The MarCO mission used NASA AMMOS AMPCS to handle the ground infrastructure and data management, which was easily accessible from the JPL campus, but it was not feasible to expose critical mission infrastructure externally, so I developed a lightweight data management system that could be more easily shared with Cal Poly. The workflow I developed consisted of three parts:
- A HDF5 (and sqlite) database with an ingestion engine for pulling telemetry from JPL servers
- NASA OpenMCT which handled all data visualization
- A python client which interface with the telemetry database to query or update data with strict 2-way data binding protocols to ensure the sources of truth were maintained
In addition to the workflow for allowing external collaborators to access mission data, on the day-to-day side, many tools needed to be developed to streamline and automate more of the mission operations as the team matured and understood the idiosyncrasies of the spacecraft better. Some of the tools I developed were:
- Telemetry Quicklook: A service which aggregates spacecraft data and generates “quick-look” items in OpenMCT which summarizes spacecraft health.

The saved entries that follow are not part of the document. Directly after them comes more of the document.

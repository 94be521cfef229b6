use crate::CrcsContext;
use crate::commands::TrackedDir;
use crate::output;
use crate::storage::{FileError, Manifest, ManifestRecord};
use crate::utils::formatters::format_label;
use colored::Colorize;
use std::fmt;
use std::io;
use std::path::PathBuf;
use tracing::{Level, debug, span, warn};

/// Exit code for a clean check.
pub const EXIT_CLEAN: i32 = 0;
/// Exit code when any file is missing, modified, broken or unreadable.
pub const EXIT_DIRTY: i32 = 1;
/// Exit code when the manifest cannot be opened.
pub const EXIT_NO_MANIFEST: i32 = 2;

/// Classification of one manifest record against the live filesystem.
#[derive(Debug, Clone, PartialEq, Eq)]
pub enum CheckStatus {
    /// File exists, mtime and checksum match
    Ok,
    /// No file with the recorded name exists
    NotFound,
    /// The mtime differs from the record; content is not re-read
    Modified,
    /// The mtime matches but the recomputed checksum does not
    Broken,
    /// The file could not be stat'ed or read
    Error(String),
}

impl CheckStatus {
    /// Short label used in per-file output.
    #[must_use]
    pub const fn label(&self) -> &'static str {
        match self {
            Self::Ok => "OK",
            Self::NotFound => "NFOUND",
            Self::Modified => "MODIFIED",
            Self::Broken => "BROKEN",
            Self::Error(_) => "ERROR",
        }
    }
}

impl fmt::Display for CheckStatus {
    fn fmt(&self, f: &mut fmt::Formatter<'_>) -> fmt::Result {
        f.write_str(self.label())
    }
}

/// Outcome for one file.
#[derive(Debug, Clone, PartialEq, Eq)]
pub struct CheckedFile {
    /// File name from the manifest
    pub file_name: String,
    /// How the file compared against its record
    pub status: CheckStatus,
}

/// Per-category counts across a check run.
#[derive(Debug, Clone, Copy, Default, PartialEq, Eq)]
pub struct Tally {
    /// Files that passed
    pub ok: usize,
    /// Files that no longer exist
    pub not_found: usize,
    /// Files whose mtime changed
    pub modified: usize,
    /// Files whose content no longer matches
    pub broken: usize,
    /// Files that could not be read
    pub errors: usize,
}

impl Tally {
    /// Counts one outcome.
    pub fn record(&mut self, status: &CheckStatus) {
        match status {
            CheckStatus::Ok => self.ok += 1,
            CheckStatus::NotFound => self.not_found += 1,
            CheckStatus::Modified => self.modified += 1,
            CheckStatus::Broken => self.broken += 1,
            CheckStatus::Error(_) => self.errors += 1,
        }
    }

    /// Whether every non-OK count is zero.
    #[must_use]
    pub const fn is_clean(&self) -> bool {
        self.not_found == 0 && self.modified == 0 && self.broken == 0 && self.errors == 0
    }
}

/// Overall pass/fail for a check run.
#[derive(Debug, Clone, Copy, PartialEq, Eq)]
pub enum Verdict {
    /// Every record is OK
    Clean,
    /// At least one record is not OK
    Dirty,
}

/// All per-file outcomes of a check run, in manifest order.
#[derive(Debug, Clone, Default, PartialEq, Eq)]
pub struct CheckReport {
    /// Outcome per manifest record
    pub files: Vec<CheckedFile>,
    /// Counts per category
    pub tally: Tally,
}

impl CheckReport {
    /// Clean iff no file is missing, modified, broken or unreadable.
    #[must_use]
    pub const fn verdict(&self) -> Verdict {
        if self.tally.is_clean() {
            Verdict::Clean
        } else {
            Verdict::Dirty
        }
    }

    /// Status of a file by name.
    #[must_use]
    pub fn status_of(&self, file_name: &str) -> Option<&CheckStatus> {
        self.files
            .iter()
            .find(|f| f.file_name == file_name)
            .map(|f| &f.status)
    }
}

/// Result of a check run.
#[derive(Debug, Clone, PartialEq, Eq)]
pub enum CheckOutcome {
    /// The manifest could not be opened; no file was examined
    NoManifest {
        /// Path that was tried
        path: PathBuf,
    },
    /// The manifest was read and every record classified
    Checked(CheckReport),
}

impl CheckOutcome {
    /// Process exit code for this outcome.
    #[must_use]
    pub const fn exit_code(&self) -> i32 {
        match self {
            Self::NoManifest { .. } => EXIT_NO_MANIFEST,
            Self::Checked(report) => match report.verdict() {
                Verdict::Clean => EXIT_CLEAN,
                Verdict::Dirty => EXIT_DIRTY,
            },
        }
    }
}

/// Verifies every manifest record against the filesystem.
///
/// Records are classified in manifest order. A changed mtime is reported as
/// [`CheckStatus::Modified`] without reading the file; only files whose mtime
/// still matches are checksummed.
#[must_use]
pub fn run(dir: &TrackedDir<'_>) -> CheckOutcome {
    let span = span!(Level::INFO, "check", root = %dir.root.display());
    let _enter = span.enter();

    let path = dir.manifest_path();
    let manifest = match Manifest::load(&path) {
        Ok(Some(manifest)) => manifest,
        Ok(None) => return CheckOutcome::NoManifest { path },
        Err(e) => {
            warn!(error = %e, "cannot open manifest");
            return CheckOutcome::NoManifest { path };
        }
    };
    debug!(records = manifest.len(), "loaded manifest");

    let mut report = CheckReport::default();
    for record in &manifest {
        let status = check_record(dir, record);
        report.tally.record(&status);
        report.files.push(CheckedFile {
            file_name: record.file_name.clone(),
            status,
        });
    }

    CheckOutcome::Checked(report)
}

fn check_record(dir: &TrackedDir<'_>, record: &ManifestRecord) -> CheckStatus {
    let name = &record.file_name;

    let stat = match dir.source.stat(&dir.root.join(name)) {
        Ok(stat) => stat,
        Err(e) if e.kind() == io::ErrorKind::NotFound => {
            output::file_problem(&format!("{} {name}", format_label("NFOUND")));
            return CheckStatus::NotFound;
        }
        Err(e) => {
            let reason = e.to_string();
            output::file_problem(&format!("{} {name}: {reason}", format_label("ERROR")));
            return CheckStatus::Error(reason);
        }
    };

    if stat.mtime != record.mtime {
        output::file_problem(&format!("{} {name}", format_label("MODIFIED")));
        return CheckStatus::Modified;
    }

    match dir.checksum_file(name) {
        Ok(hashed) => {
            let throughput = hashed.throughput().unwrap_or_default();
            if hashed.checksum == record.checksum {
                output::file_ok(&format!("{throughput}{} {name}", format_label("OK")));
                CheckStatus::Ok
            } else {
                debug!(
                    file = %name,
                    expected = record.checksum,
                    actual = hashed.checksum,
                    "checksum mismatch"
                );
                output::file_problem(&format!("{throughput}{} {name}", format_label("BROKEN")));
                CheckStatus::Broken
            }
        }
        // Deleted between stat and open
        Err(FileError::NotFound { .. }) => {
            output::file_problem(&format!("{} {name}", format_label("NFOUND")));
            CheckStatus::NotFound
        }
        Err(e) => {
            let reason = e.reason();
            output::file_problem(&format!("{} {name}: {reason}", format_label("ERROR")));
            CheckStatus::Error(reason)
        }
    }
}

/// Prints the end-of-run summary for a report.
pub fn print_summary(report: &CheckReport) {
    let tally = &report.tally;
    if tally.is_clean() {
        output::summary(&"All Files OK".green().bold().to_string());
        return;
    }

    output::summary(&format!("{} Files not found", tally.not_found));
    output::summary(&format!("{} Files changed", tally.modified));
    output::summary(&format!("{} Files broken", tally.broken));
    output::summary(&format!("{} Other Errors", tally.errors));
}

/// Execute check command - verify the context's root against its manifest
///
/// Never fails: an unopenable manifest is reported as
/// [`CheckOutcome::NoManifest`].
pub fn execute(ctx: &CrcsContext) -> CheckOutcome {
    let dir = TrackedDir::from_context(ctx);
    let outcome = run(&dir);

    match &outcome {
        CheckOutcome::NoManifest { path } => {
            output::error(&format!("Cannot open manifest {}", path.display()));
        }
        CheckOutcome::Checked(report) => print_summary(report),
    }

    outcome
}
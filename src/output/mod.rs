//! Terminal output for the crcs CLI.
//!
//! Per-file results and summaries go to stdout; diagnostics and errors go to
//! stderr. Verbosity is global and set once from the command line.

use colored::Colorize;
use std::sync::atomic::{AtomicU8, Ordering};

/// Verbosity level for output messages.
#[derive(Debug, Clone, Copy, PartialEq, Eq)]
pub enum Verbosity {
    /// Suppress per-file success lines, show only problems and summaries.
    Quiet = 0,
    /// Default verbosity level, show all standard messages.
    Normal = 1,
    /// Show verbose debug messages in addition to standard output.
    Verbose = 2,
}

/// Global verbosity setting (default: Normal).
static VERBOSITY: AtomicU8 = AtomicU8::new(1);

/// Sets the global verbosity level for all output functions.
pub fn set_verbosity(level: Verbosity) {
    VERBOSITY.store(level as u8, Ordering::Relaxed);
}

/// Gets the current global verbosity level.
pub fn get_verbosity() -> Verbosity {
    match VERBOSITY.load(Ordering::Relaxed) {
        0 => Verbosity::Quiet,
        2 => Verbosity::Verbose,
        _ => Verbosity::Normal,
    }
}

/// Prints a per-file line for an unremarkable result (respects quiet mode).
pub fn file_ok(line: &str) {
    if get_verbosity() == Verbosity::Quiet {
        return;
    }
    println!("{line}");
}

/// Prints a per-file line for a result that needs attention (always shown).
pub fn file_problem(line: &str) {
    println!("{line}");
}

/// Prints a summary line to stdout (always shown).
pub fn summary(line: &str) {
    println!("{line}");
}

/// Prints an error message in bold red (always shown).
pub fn error(message: &str) {
    eprintln!("{}", message.red().bold());
}

/// Prints a warning message in bold yellow (always shown).
pub fn warning(message: &str) {
    eprintln!("{}", message.yellow().bold());
}

/// Prints an informational message in dimmed color (respects quiet mode).
pub fn info(message: &str) {
    if get_verbosity() == Verbosity::Quiet {
        return;
    }
    eprintln!("{}", message.dimmed());
}

/// Prints a verbose debug message (only in verbose mode).
pub fn verbose(message: &str) {
    if get_verbosity() != Verbosity::Verbose {
        return;
    }
    eprintln!("{}", message.dimmed());
}

#[cfg(test)]
mod tests {
    use super::*;

    #[test]
    fn test_verbosity_round_trip() {
        let levels = [Verbosity::Quiet, Verbosity::Verbose, Verbosity::Normal];
        for level in &levels {
            set_verbosity(*level);
            assert_eq!(get_verbosity(), *level);
        }
    }
}
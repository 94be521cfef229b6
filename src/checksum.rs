//! CRC-32C (Castagnoli) checksum engine.
//!
//! Output is bit-exact with the SSE4.2 `crc32` instruction family: reflected
//! polynomial `0x82F63B78` (normal form `0x1EDC6F41`), register seeded with
//! `0xFFFF_FFFF`, bytes consumed least-significant first and the final register
//! complemented. On x86_64 CPUs with SSE4.2 the hardware instruction is used;
//! everywhere else a slicing-by-8 table implementation computes the same value.

/// A 32-bit checksum over a byte sequence.
pub type ChecksumValue = u32;

/// CRC-32C polynomial in reflected (LSB-first) form.
const POLY_REFLECTED: u32 = 0x82F6_3B78;

/// Reflected CRC-32C slicing-by-8 lookup tables.
///
/// Table 0 is the classic byte-at-a-time table; table `t` advances a byte
/// through `t` additional zero bytes, which lets the main loop fold 8 input
/// bytes per iteration.
const CRC_TABLES: [[u32; 256]; 8] = {
    let mut tables = [[0u32; 256]; 8];
    let mut i = 0u32;
    while i < 256 {
        let mut crc = i;
        let mut j = 0;
        while j < 8 {
            if crc & 1 != 0 {
                crc = (crc >> 1) ^ POLY_REFLECTED;
            } else {
                crc >>= 1;
            }
            j += 1;
        }
        tables[0][i as usize] = crc;
        i += 1;
    }
    let mut t = 1;
    while t < 8 {
        let mut i = 0;
        while i < 256 {
            let prev = tables[t - 1][i];
            tables[t][i] = (prev >> 8) ^ tables[0][(prev & 0xFF) as usize];
            i += 1;
        }
        t += 1;
    }
    tables
};

/// Seam for checksum computation so callers can substitute or instrument it.
pub trait ChecksumEngine {
    /// Computes the checksum of `data`.
    fn checksum(&self, data: &[u8]) -> ChecksumValue;
}

/// The production engine: hardware CRC-32C when available, tables otherwise.
#[derive(Debug, Clone, Copy, Default)]
pub struct Crc32c;

impl ChecksumEngine for Crc32c {
    fn checksum(&self, data: &[u8]) -> ChecksumValue {
        checksum(data)
    }
}

/// Computes the CRC-32C of `data` using the fastest available path.
#[must_use]
pub fn checksum(data: &[u8]) -> ChecksumValue {
    checksum_hardware(data).unwrap_or_else(|| checksum_software(data))
}

/// Computes the CRC-32C of `data` with the slicing-by-8 tables.
#[must_use]
pub fn checksum_software(data: &[u8]) -> ChecksumValue {
    !update_software(0xFFFF_FFFF, data)
}

/// Advances a raw (non-complemented) CRC register over `data`.
fn update_software(mut crc: u32, data: &[u8]) -> u32 {
    let chunks = data.chunks_exact(8);
    let remainder = chunks.remainder();

    for chunk in chunks {
        let one = u32::from_le_bytes([chunk[0], chunk[1], chunk[2], chunk[3]]) ^ crc;
        let two = u32::from_le_bytes([chunk[4], chunk[5], chunk[6], chunk[7]]);
        crc = CRC_TABLES[7][(one & 0xFF) as usize]
            ^ CRC_TABLES[6][((one >> 8) & 0xFF) as usize]
            ^ CRC_TABLES[5][((one >> 16) & 0xFF) as usize]
            ^ CRC_TABLES[4][(one >> 24) as usize]
            ^ CRC_TABLES[3][(two & 0xFF) as usize]
            ^ CRC_TABLES[2][((two >> 8) & 0xFF) as usize]
            ^ CRC_TABLES[1][((two >> 16) & 0xFF) as usize]
            ^ CRC_TABLES[0][(two >> 24) as usize];
    }

    for &byte in remainder {
        crc = CRC_TABLES[0][((crc ^ u32::from(byte)) & 0xFF) as usize] ^ (crc >> 8);
    }

    crc
}

/// Computes the CRC-32C of `data` with the SSE4.2 instruction.
///
/// Returns `None` when the running CPU (or target) has no hardware CRC-32C.
#[must_use]
pub fn checksum_hardware(data: &[u8]) -> Option<ChecksumValue> {
    #[cfg(target_arch = "x86_64")]
    {
        if std::arch::is_x86_feature_detected!("sse4.2") {
            // SAFETY: the required CPU feature was detected at runtime.
            return Some(unsafe { sse42::crc32c(data) });
        }
    }
    let _ = data;
    None
}

#[cfg(target_arch = "x86_64")]
mod sse42 {
    use std::arch::x86_64::{_mm_crc32_u8, _mm_crc32_u64};

    /// Four chained 8-byte steps per 32-byte block, then single bytes.
    #[target_feature(enable = "sse4.2")]
    #[allow(unused_unsafe)]
    pub(super) unsafe fn crc32c(data: &[u8]) -> u32 {
        let mut crc: u64 = 0xFFFF_FFFF;

        let blocks = data.chunks_exact(32);
        let tail = blocks.remainder();
        for block in blocks {
            for word in block.chunks_exact(8) {
                let mut lane = [0u8; 8];
                lane.copy_from_slice(word);
                crc = unsafe { _mm_crc32_u64(crc, u64::from_le_bytes(lane)) };
            }
        }

        #[allow(clippy::cast_possible_truncation)]
        let mut crc = crc as u32;
        for &byte in tail {
            crc = unsafe { _mm_crc32_u8(crc, byte) };
        }

        !crc
    }
}

#[cfg(test)]
mod tests {
    use super::*;

    #[test]
    fn test_empty_input_is_zero() {
        assert_eq!(checksum(b""), 0);
        assert_eq!(checksum_software(b""), 0);
    }

    #[test]
    fn test_check_value() {
        assert_eq!(checksum_software(b"123456789"), 0xE306_9283);
        assert_eq!(checksum(b"123456789"), 0xE306_9283);
    }

    #[test]
    fn test_iscsi_vectors() {
        // RFC 3720 appendix B.4
        assert_eq!(checksum_software(&[0u8; 32]), 0x8A91_36AA);
        assert_eq!(checksum_software(&[0xFFu8; 32]), 0x62A8_AB43);

        let ascending: Vec<u8> = (0u8..32).collect();
        assert_eq!(checksum_software(&ascending), 0x46DD_794E);

        let descending: Vec<u8> = (0u8..32).rev().collect();
        assert_eq!(checksum_software(&descending), 0x5CDB_3F11);
    }

    #[test]
    fn test_hardware_matches_software_across_block_boundaries() {
        let data: Vec<u8> = (0..1000u32).map(|i| (i * 7 + 3) as u8).collect();
        if checksum_hardware(b"").is_none() {
            return;
        }
        for len in [0, 1, 7, 8, 9, 31, 32, 33, 63, 64, 65, 999, 1000] {
            assert_eq!(
                checksum_hardware(&data[..len]),
                Some(checksum_software(&data[..len])),
                "length {len}"
            );
        }
    }

    #[test]
    fn test_unaligned_input() {
        let data: Vec<u8> = (0..100u8).collect();
        for offset in 0..8 {
            assert_eq!(checksum(&data[offset..]), checksum_software(&data[offset..]));
        }
    }

    #[test]
    fn test_engine_trait_uses_same_algorithm() {
        assert_eq!(Crc32c.checksum(b"123456789"), 0xE306_9283);
    }
}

- Automatic Pass Report Generator: All spacecraft activities are planned and documented beforehand, but it proved laborious to annotate telemetry with specific events in these procedures, so this tool automatically collects telemetry generated during a procedure and generates a “pass report” (a pass is a term originally used for Earth-orbiting spacecraft when they would “pass” overhead) which was a nicely formatted pdf document which could be attached to the procedures and highlighted important telemetry during the activity. This tool was designed with Python and Pandoc.